Something else that may help you deal with this conceptually is that you cannot plug one Roland VR09 into another Roland VR09 via USB (nor one P125 into another P125). It has nothing to do with the brand or model compatibility. Similarly, you can't use USB to connect one computer to another computer (even if identical make and model), as you can with some other methods of data communication (like ethernet). It has nothing to do with software programming, and it has nothing to do with MIDI, it's just a function of the way USB works. You can't connect slaves to slaves, or hosts to hosts.

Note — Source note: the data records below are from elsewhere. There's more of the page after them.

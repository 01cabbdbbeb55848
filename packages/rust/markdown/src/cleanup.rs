//! Post-conversion cleanup pipeline for Markdown output.
//!
//! Each cleanup pass is a function `&str -> String` applied in sequence.
//! Passes that rewrite prose leave fenced code untouched.

use std::sync::LazyLock;

use regex::Regex;
use url::Url;

/// Run the full cleanup pipeline on raw Markdown text.
pub(crate) fn run_pipeline(md: &str, base_url: Option<&Url>) -> String {
    let mut result = md.to_string();

    result = normalize_headings(&result);
    result = clean_blank_lines(&result);
    result = strip_leftover_html(&result);
    result = resolve_links(&result, base_url);
    result = normalize_whitespace(&result);
    result = ensure_trailing_newline(&result);

    result
}

/// Split `md` into lines, flagging the ones that belong to fenced code.
///
/// Fence lines count as code. A fence closes only on a line of at least as
/// many backticks as opened it, so longer fences can wrap code that itself
/// contains fences. Fences inside blockquotes are recognised through their
/// `>` prefix.
fn fenced_lines(md: &str) -> Vec<(&str, bool)> {
    let mut lines = Vec::new();
    let mut open_fence: Option<usize> = None;

    for line in md.lines() {
        let ticks = fence_width(line);
        match (open_fence, ticks) {
            (None, Some(width)) => {
                open_fence = Some(width);
                lines.push((line, true));
            }
            (Some(open), Some(width))
                if width >= open && fence_body(line).trim_end().len() == width =>
            {
                open_fence = None;
                lines.push((line, true));
            }
            (Some(_), _) => lines.push((line, true)),
            (None, None) => lines.push((line, false)),
        }
    }

    lines
}

/// Apply `f` to every line outside fenced code blocks.
fn map_prose_lines(md: &str, mut f: impl FnMut(&str) -> String) -> String {
    fenced_lines(md)
        .into_iter()
        .map(|(line, code)| if code { line.to_string() } else { f(line) })
        .collect::<Vec<_>>()
        .join("\n")
}

/// `line` without its indentation and blockquote markers.
fn fence_body(line: &str) -> &str {
    line.trim_start_matches(|c: char| c == '>' || c.is_whitespace())
}

/// Number of leading backticks if `line` is a code fence.
fn fence_width(line: &str) -> Option<usize> {
    let width = fence_body(line).chars().take_while(|&c| c == '`').count();
    (width >= 3).then_some(width)
}

// ---------------------------------------------------------------------------
// Pass 1: Normalize heading levels
// ---------------------------------------------------------------------------

/// Ensure there's at most one H1.
fn normalize_headings(md: &str) -> String {
    static H_RE: LazyLock<Regex> =
        LazyLock::new(|| Regex::new(r"^(#{1,6})\s+(.+)$").expect("valid regex"));

    let mut h1_count = 0;
    map_prose_lines(md, |line| {
        if let Some(caps) = H_RE.captures(line) {
            if &caps[1] == "#" {
                h1_count += 1;
                if h1_count > 1 {
                    return format!("## {}", &caps[2]);
                }
            }
        }
        line.to_string()
    })
}

// ---------------------------------------------------------------------------
// Pass 2: Clean up excessive blank lines
// ---------------------------------------------------------------------------

/// Collapse runs of 3+ blank lines into exactly 2. Blank lines inside
/// fenced code are kept.
fn clean_blank_lines(md: &str) -> String {
    let mut lines = Vec::new();
    let mut blank_run = 0;

    for (line, code) in fenced_lines(md) {
        if !code && line.trim().is_empty() {
            blank_run += 1;
            if blank_run > 2 {
                continue;
            }
        } else {
            blank_run = 0;
        }
        lines.push(line);
    }

    lines.join("\n")
}

// ---------------------------------------------------------------------------
// Pass 3: Strip leftover HTML tags
// ---------------------------------------------------------------------------

/// Remove stray HTML tags that survived the conversion.
///
/// `<br>` is kept since table cells rely on it. Inner text is preserved.
fn strip_leftover_html(md: &str) -> String {
    map_prose_lines(md, strip_html_tags)
}

/// Strip HTML tags from a single line, preserving inner text.
fn strip_html_tags(line: &str) -> String {
    static ANCHOR_RE: LazyLock<Regex> = LazyLock::new(|| {
        Regex::new(r#"<a\s+(?:name|id)="[^"]*"\s*>\s*</a>"#).expect("valid regex")
    });
    static HTML_TAG_RE: LazyLock<Regex> = LazyLock::new(|| {
        Regex::new(r"</?(?:div|span|font|section|article|aside|header|footer|figure|figcaption|details|summary|u|mark)(?:\s[^>]*)?>")
            .expect("valid regex")
    });

    let without_anchors = ANCHOR_RE.replace_all(line, "");
    HTML_TAG_RE.replace_all(&without_anchors, "").to_string()
}

// ---------------------------------------------------------------------------
// Pass 4: Resolve relative links
// ---------------------------------------------------------------------------

/// Resolve relative URLs in Markdown links against a base URL.
fn resolve_links(md: &str, base_url: Option<&Url>) -> String {
    let Some(base) = base_url else {
        return md.to_string();
    };

    static LINK_RE: LazyLock<Regex> =
        LazyLock::new(|| Regex::new(r"(!?)\[([^\]]*)\]\(([^)\s]+)\)").expect("valid regex"));

    map_prose_lines(md, |line| {
        LINK_RE
            .replace_all(line, |caps: &regex::Captures| {
                let bang = &caps[1];
                let text = &caps[2];
                let href = &caps[3];

                if !bang.is_empty() || is_absolute(href) {
                    return caps[0].to_string();
                }

                match base.join(href) {
                    Ok(resolved) => format!("[{text}]({resolved})"),
                    Err(_) => caps[0].to_string(),
                }
            })
            .to_string()
    })
}

fn is_absolute(href: &str) -> bool {
    href.starts_with("http://")
        || href.starts_with("https://")
        || href.starts_with('#')
        || href.starts_with("mailto:")
        || href.starts_with("data:")
}

// ---------------------------------------------------------------------------
// Pass 5: Normalize whitespace
// ---------------------------------------------------------------------------

/// Trim trailing whitespace on every line outside fenced code.
fn normalize_whitespace(md: &str) -> String {
    map_prose_lines(md, |line| line.trim_end().to_string())
}

// ---------------------------------------------------------------------------
// Pass 6: Ensure trailing newline
// ---------------------------------------------------------------------------

/// Ensure the file ends with exactly one newline.
fn ensure_trailing_newline(md: &str) -> String {
    let trimmed = md.trim_end_matches('\n');
    format!("{trimmed}\n")
}

// ---------------------------------------------------------------------------
// Tests
// ---------------------------------------------------------------------------

#[cfg(test)]
mod tests {
    use super::*;

    #[test]
    fn normalize_headings_demotes_duplicate_h1() {
        let input = "# Title\n\nSome text\n\n# Another Title\n\nMore text";
        let result = normalize_headings(input);
        assert_eq!(
            result,
            "# Title\n\nSome text\n\n## Another Title\n\nMore text"
        );
    }

    #[test]
    fn normalize_headings_ignores_code_comments() {
        let input = "# Title\n\n```bash\n# install\nmake\n```";
        assert_eq!(normalize_headings(input), input);
    }

    #[test]
    fn clean_blank_lines_collapses_excess() {
        let input = "Line 1\n\n\n\n\nLine 2";
        let result = clean_blank_lines(input);
        assert_eq!(result, "Line 1\n\n\nLine 2");
    }

    #[test]
    fn clean_blank_lines_keeps_double() {
        let input = "Line 1\n\nLine 2";
        assert_eq!(clean_blank_lines(input), input);
    }

    #[test]
    fn strip_leftover_html_removes_wrappers_and_anchors() {
        let input = "<a name=\"Xk2p\"></a>## Setup\n\n<span style=\"color:red\">Important</span>";
        let result = strip_leftover_html(input);
        assert_eq!(result, "## Setup\n\nImportant");
    }

    #[test]
    fn strip_leftover_html_preserves_code_blocks() {
        let input = "# Title\n\n```html\n<div>Preserved</div>\n```\n\n<div>Gone</div>";
        let result = strip_leftover_html(input);
        assert!(result.contains("<div>Preserved</div>"));
        assert!(result.ends_with("\nGone"));
    }

    #[test]
    fn longer_fences_wrap_inner_fences() {
        let input = "````md\n```\n<div>kept</div>\n```\n````\n<div>x</div>";
        let result = strip_leftover_html(input);
        assert!(result.contains("<div>kept</div>"));
        assert!(result.ends_with("\nx"));
    }

    #[test]
    fn resolve_links_relative_resolved() {
        let base = Url::parse("https://www.yuque.com/alice/notes/intro").unwrap();
        let input = "[Next](/alice/notes/setup) and [Abs](https://other.com/page)";
        assert_eq!(
            resolve_links(input, Some(&base)),
            "[Next](https://www.yuque.com/alice/notes/setup) and [Abs](https://other.com/page)"
        );
    }

    #[test]
    fn resolve_links_leaves_images_and_anchors() {
        let base = Url::parse("https://docs.example.com/page").unwrap();
        let input = "![img](a.png) [Section](#section-1)";
        assert_eq!(resolve_links(input, Some(&base)), input);
    }

    #[test]
    fn normalize_whitespace_trims_trailing() {
        let input = "Line 1   \nLine 2\t\nLine 3";
        assert_eq!(normalize_whitespace(input), "Line 1\nLine 2\nLine 3");
    }

    #[test]
    fn code_keeps_trailing_whitespace_and_blank_runs() {
        let input = "Intro   \n\n```\none  \n\n\n\ntwo\t\n```\n\n\n\n\nEnd";
        let result = normalize_whitespace(&clean_blank_lines(input));
        assert_eq!(result, "Intro\n\n```\none  \n\n\n\ntwo\t\n```\n\n\nEnd");
    }

    #[test]
    fn quoted_fences_are_code() {
        let input = "> ```\n> <div>kept</div>\n> ```\n<div>x</div>";
        let result = strip_leftover_html(input);
        assert!(result.contains("> <div>kept</div>"));
        assert!(result.ends_with("\nx"));
    }

    #[test]
    fn ensure_trailing_newline_normalizes_multiple() {
        assert_eq!(ensure_trailing_newline("Content"), "Content\n");
        assert_eq!(ensure_trailing_newline("Content\n\n\n"), "Content\n");
    }

    #[test]
    fn full_pipeline_cleans_markdown() {
        let input = "# Title\n\n\n\n\n\n## Section\n\n<div>Some content</div>   \n\n```python\nprint('hi')\n```\n\nEnd";
        let base = Url::parse("https://example.com/page").unwrap();
        let result = run_pipeline(input, Some(&base));

        assert!(!result.contains("\n\n\n\n"));
        assert!(!result.contains("<div>"));
        assert!(result.contains("Some content\n"));
        assert!(result.contains("```python\nprint('hi')\n```"));
        assert!(result.ends_with("End\n"));
    }
}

Also, looking at the history might help. 5-pin MIDI was invented to allow MIDI devices to talk to directly to each other. Many years later, when USB was invented, they came out with adapters to let MIDI devices connect to computers via USB, but that doesn't change the fact that USB requires separate hosts and slaves (the computer is the host). Later, keyboard companies started putting USB on their keyboards so you could connect them to computers (as slaves) without using those adapters. Today, most keyboards have both MIDI and USB connections, but budget keyboards are likely to have just one or the other, presumably as a cost saving measure. Those budget keyboards that only have one are more likely to have USB, I'm guessing because they probably figure that most purchasers of budget keyboards own computers, while probably a smaller percentage of them own other keyboards.
So when Yamaha made the P125, yes, they omitted the 5-pin MIDI connection, i.e. they left off the feature that lets you connect it directly to another keyboard (which is basically what they told you). The MIDI is still compatible between the Yamaha and the Roland, but they chose to include the connection and communication protocol designed for direct connection to a computer (or other host) rather than the connection and communication protocol designed to communicate directly with another keyboard (whether a Roland, or another Yamaha digital piano, whatever).
So your choices in adding a hammer action board to your setup are:
* accept the fact that Yamaha chose not to include in the P125 the ability to communicate directly with other MIDI devices, and use a USB host of some sort (Mac, PC, iOS device, standalone box) to adapt it to be able to do something that the designers did not specifically design it to do, i.e. send MIDI to another keyboard. It may be a nuisance, but it works.
or
* buy a keyboard actually designed to directly connect to another keyboard (that is, something with 5-pin MIDI jacks, like the aforementioned Kawai ES110 or Kurzweil SP1, or pretty much any keyboard from $1000 up). You could also look at used keyboards here... older budget Yamahas for example did have standard MIDI connections rather than USB, so you could look for, say, a P35 or P95, and they should work fine connecting directly to your Roland as well.